• 22 novembre 1918 : Fin du Soviet de Strasbourg ! L’asymptomatique - Claude Sémal
    https://www.asymptomatique.be/tous-les-22-novembre

    200 ans, jour pour jour, après la fin mouvementée de Barbe-Noire, une autre aventure émancipatrice prenait fin le 22 novembre 1918. Ce jour-là, Les troupes françaises mettent fin au Soviet de Strasbourg. Vous avez bien lu. Il y avait un Soviet à Strasbourg !
    Il ne vous aura pas échappé qu’en 1918, les relations entre la France et l’Allemagne étaient plutôt belliqueuses, et que l’armistice du 11 novembre qui met fin à la Première Guerre mondiale intervient au cœur d’un grand chaos.


    Le soviet de Strasbourg proclame la République (document Bibliothèque Université de Strasbourg / La Revue Alsacienne Illustrée)

    Depuis janvier 1918, l’Allemagne connait des grèves insurrectionnelles, des mutineries, des tentatives révolutionnaires et d’éphémères Républiques des soviets rapidement réprimées. Avant la signature de l’armistice, les principales villes d’Alsace-Lorraine connaissent une agitation politique forte. Dans l’interstice entre « l’occupation allemande » et le « libération française », des Conseils d’ouvriers et de soldats (Soldaten und Arbeiterräte) sur le modèle des soviets russes se forment à Mulhouse, à Strasbourg, Colmar, Metz.

    Des soldats retirent leurs insignes aux officiers, et distribuent des vivres aux passants affamés. Le 13 novembre, le drapeau rouge flotte sur la cathédrale de Strasbourg. Une République des soviets est proclamée en Alsace-Lorraine, le 10 novembre. Les murs se couvrent d’affiches qui proclament : « nous n’avons rien de commun avec les États capitalistes, notre mot d’ordre est : ni Allemands ni Français ni neutres. Le drapeau rouge a triomphé. »

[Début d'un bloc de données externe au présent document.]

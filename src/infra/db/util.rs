use crate::application::repos::RepoError;

pub fn map_sqlx_error(err: sqlx::Error) -> RepoError {
    match err {
        sqlx::Error::RowNotFound => RepoError::NotFound,
        sqlx::Error::Database(db) if db.message().contains("duplicate key") => {
            RepoError::Duplicate {
                constraint: db.constraint().unwrap_or("unknown").to_string(),
            }
        }
        sqlx::Error::Database(db)
            if db
                .message()
                .contains("canceling statement due to user request") =>
        {
            RepoError::Timeout
        }
        other => RepoError::from_persistence(other),
    }
}
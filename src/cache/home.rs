//! Single-slot TTL cache for the rendered home feed.
//!
//! The home feed has no per-user variation, so one slot holds the serialized
//! first page. Within the TTL the snapshot is served verbatim even when new
//! posts exist; only expiry or an explicit `invalidate` forces a recompute.
//! A cache entry moves `Empty → Fresh → Expired → Fresh`; `Empty` and
//! `Expired` behave identically (both trigger recomputation).

use std::future::Future;
use std::sync::RwLock;
use std::time::Duration;

use bytes::Bytes;
use tokio::sync::Mutex;
use tokio::time::Instant;

use super::config::CacheConfig;
use super::lock::{rw_read, rw_write};

const SOURCE: &str = "cache::home";

#[derive(Clone)]
struct Snapshot {
    body: Bytes,
    stored_at: Instant,
}

pub struct HomeFeedCache {
    slot: RwLock<Option<Snapshot>>,
    // Serializes recomputation: at most one flight fills the slot per miss
    // storm; readers never take this lock.
    recompute: Mutex<()>,
    ttl: Duration,
    enabled: bool,
}

impl HomeFeedCache {
    pub fn new(config: &CacheConfig) -> Self {
        Self {
            slot: RwLock::new(None),
            recompute: Mutex::new(()),
            ttl: config.home_ttl(),
            enabled: config.enable_home_cache,
        }
    }

    /// Serve the cached snapshot, recomputing through `compute` on a miss.
    ///
    /// `compute` runs at most once per call and only when the slot is empty
    /// or expired after the single-flight lock is held.
    pub async fn get_or_compute<F, Fut, E>(&self, compute: F) -> Result<Bytes, E>
    where
        F: FnOnce() -> Fut,
        Fut: Future<Output = Result<Bytes, E>>,
    {
        if !self.enabled {
            return compute().await;
        }

        if let Some(body) = self.fresh() {
            metrics::counter!("brusio_home_cache_hit_total").increment(1);
            return Ok(body);
        }

        let _flight = self.recompute.lock().await;

        // Another flight may have refilled the slot while we waited.
        if let Some(body) = self.fresh() {
            metrics::counter!("brusio_home_cache_hit_total").increment(1);
            return Ok(body);
        }

        metrics::counter!("brusio_home_cache_miss_total").increment(1);
        let body = compute().await?;
        *rw_write(&self.slot, SOURCE, "store") = Some(Snapshot {
            body: body.clone(),
            stored_at: Instant::now(),
        });
        Ok(body)
    }

    /// Drop the snapshot so the next request recomputes before the TTL.
    pub fn invalidate(&self) {
        metrics::counter!("brusio_home_cache_invalidate_total").increment(1);
        *rw_write(&self.slot, SOURCE, "invalidate") = None;
    }

    /// True while the slot holds an unexpired snapshot.
    pub fn is_fresh(&self) -> bool {
        self.fresh().is_some()
    }

    fn fresh(&self) -> Option<Bytes> {
        let guard = rw_read(&self.slot, SOURCE, "read");
        guard
            .as_ref()
            .filter(|snapshot| snapshot.stored_at.elapsed() < self.ttl)
            .map(|snapshot| snapshot.body.clone())
    }
}
use axum::Json;
use axum::http::StatusCode;
use axum::response::{IntoResponse, Response};
use serde::Serialize;

use crate::application::feed::FeedError;
use crate::application::follow::FollowError;
use crate::application::repos::RepoError;
use crate::application::timeline::TimelineError;
use crate::domain::error::DomainError;

#[derive(Debug, Serialize)]
pub struct ApiErrorBody {
    pub error: ApiErrorMessage,
}

pub mod codes {
    pub const BAD_REQUEST: &str = "bad_request";
    pub const UNAUTHORIZED: &str = "unauthorized";
    pub const NOT_FOUND: &str = "not_found";
    pub const VALIDATION: &str = "validation_failed";
    pub const DB_TIMEOUT: &str = "db_timeout";
    pub const REPO: &str = "repo_error";
    pub const INTERNAL: &str = "internal_error";
}

#[derive(Debug, Serialize)]
pub struct ApiErrorMessage {
    pub code: String,
    pub message: String,
    #[serde(skip_serializing_if = "Option::is_none")]
    pub hint: Option<String>,
}

#[derive(Debug)]
pub struct ApiError {
    status: StatusCode,
    code: &'static str,
    message: String,
    hint: Option<String>,
}

impl ApiError {
    pub fn new(
        status: StatusCode,
        code: &'static str,
        message: impl Into<String>,
        hint: Option<String>,
    ) -> Self {
        Self {
            status,
            code,
            message: message.into(),
            hint,
        }
    }

    pub fn unauthorized() -> Self {
        Self::new(
            StatusCode::UNAUTHORIZED,
            codes::UNAUTHORIZED,
            "Authentication required",
            None,
        )
    }

    pub fn not_found(message: &'static str) -> Self {
        Self::new(StatusCode::NOT_FOUND, codes::NOT_FOUND, message, None)
    }

    pub fn validation(detail: impl Into<String>) -> Self {
        Self::new(
            StatusCode::UNPROCESSABLE_ENTITY,
            codes::VALIDATION,
            "Request could not be processed",
            Some(detail.into()),
        )
    }

    pub fn internal(detail: impl Into<String>) -> Self {
        Self::new(
            StatusCode::INTERNAL_SERVER_ERROR,
            codes::INTERNAL,
            "Internal server error",
            Some(detail.into()),
        )
    }

    pub fn status(&self) -> StatusCode {
        self.status
    }
}

impl IntoResponse for ApiError {
    fn into_response(self) -> Response {
        tracing::debug!(
            code = self.code,
            status = %self.status,
            hint = self.hint.as_deref().unwrap_or(""),
            "request failed"
        );
        let body = ApiErrorBody {
            error: ApiErrorMessage {
                code: self.code.to_string(),
                message: self.message,
                hint: self.hint,
            },
        };
        (self.status, Json(body)).into_response()
    }
}

impl From<RepoError> for ApiError {
    fn from(error: RepoError) -> Self {
        match error {
            RepoError::NotFound => ApiError::not_found("Resource not found"),
            RepoError::Timeout => ApiError::new(
                StatusCode::SERVICE_UNAVAILABLE,
                codes::DB_TIMEOUT,
                "Service temporarily unavailable",
                None,
            ),
            other => ApiError::new(
                StatusCode::INTERNAL_SERVER_ERROR,
                codes::REPO,
                "Internal server error",
                Some(other.to_string()),
            ),
        }
    }
}

impl From<FeedError> for ApiError {
    fn from(error: FeedError) -> Self {
        match error {
            FeedError::UnknownGroup => ApiError::not_found("Unknown group"),
            FeedError::UnknownUser => ApiError::not_found("Unknown user"),
            FeedError::Repo(repo) => ApiError::from(repo),
        }
    }
}

impl From<FollowError> for ApiError {
    fn from(error: FollowError) -> Self {
        match error {
            FollowError::Unauthorized => ApiError::unauthorized(),
            FollowError::UnknownUser => ApiError::not_found("Unknown user"),
            FollowError::Repo(repo) => ApiError::from(repo),
        }
    }
}

impl From<TimelineError> for ApiError {
    fn from(error: TimelineError) -> Self {
        match error {
            TimelineError::Unauthorized => ApiError::unauthorized(),
            TimelineError::UnknownPost => ApiError::not_found("Unknown post"),
            TimelineError::UnknownGroup => ApiError::not_found("Unknown group"),
            TimelineError::Domain(DomainError::Validation { message }) => {
                ApiError::validation(message)
            }
            TimelineError::Domain(DomainError::NotFound { .. }) => {
                ApiError::not_found("Resource not found")
            }
            TimelineError::Repo(repo) => ApiError::from(repo),
        }
    }
}
//! Session boundary: resolve the identity injected by the auth collaborator.
//!
//! The session service in front of brusio authenticates requests and
//! forwards the resolved username in a trusted header. Requests without the
//! header are anonymous; a header naming an unknown user is rejected.

use axum::extract::FromRequestParts;
use axum::http::request::Parts;

use crate::application::auth::RequestUser;

use super::error::ApiError;
use super::HttpState;

pub const SESSION_USER_HEADER: &str = "x-brusio-user";

impl FromRequestParts<HttpState> for RequestUser {
    type Rejection = ApiError;

    async fn from_request_parts(
        parts: &mut Parts,
        state: &HttpState,
    ) -> Result<Self, Self::Rejection> {
        let Some(raw) = parts.headers.get(SESSION_USER_HEADER) else {
            return Ok(RequestUser::Anonymous);
        };

        let username = raw.to_str().map_err(|_| ApiError::unauthorized())?;
        let user = state
            .users
            .find_by_username(username)
            .await
            .map_err(ApiError::from)?;

        user.map(RequestUser::Authenticated)
            .ok_or_else(ApiError::unauthorized)
    }
}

    Du 10 novembre au 22 novembre 1918 (date de l’entrée des troupes françaises dans la région), la République des soviets prendra des décrets pour la liberté de la presse, la levée de la censure sur le courrier, le droit de manifester, l’augmentation des salaires, l’amélioration des conditions de travail, et la libération des prisonniers politiques.


    Des commissions organisent la vie quotidienne : transports, finances, ravitaillement, démobilisation, justice…


    Panique dans la bourgeoisie allemande de Strasbourg qui appelle au secours les troupes françaises pour qu’elles mettent fin au soviet. Leur slogan : « Plutôt Français que rouges ! » Le 22 novembre, les troupes françaises entrent dans la ville. L’Alsace est « libérée ».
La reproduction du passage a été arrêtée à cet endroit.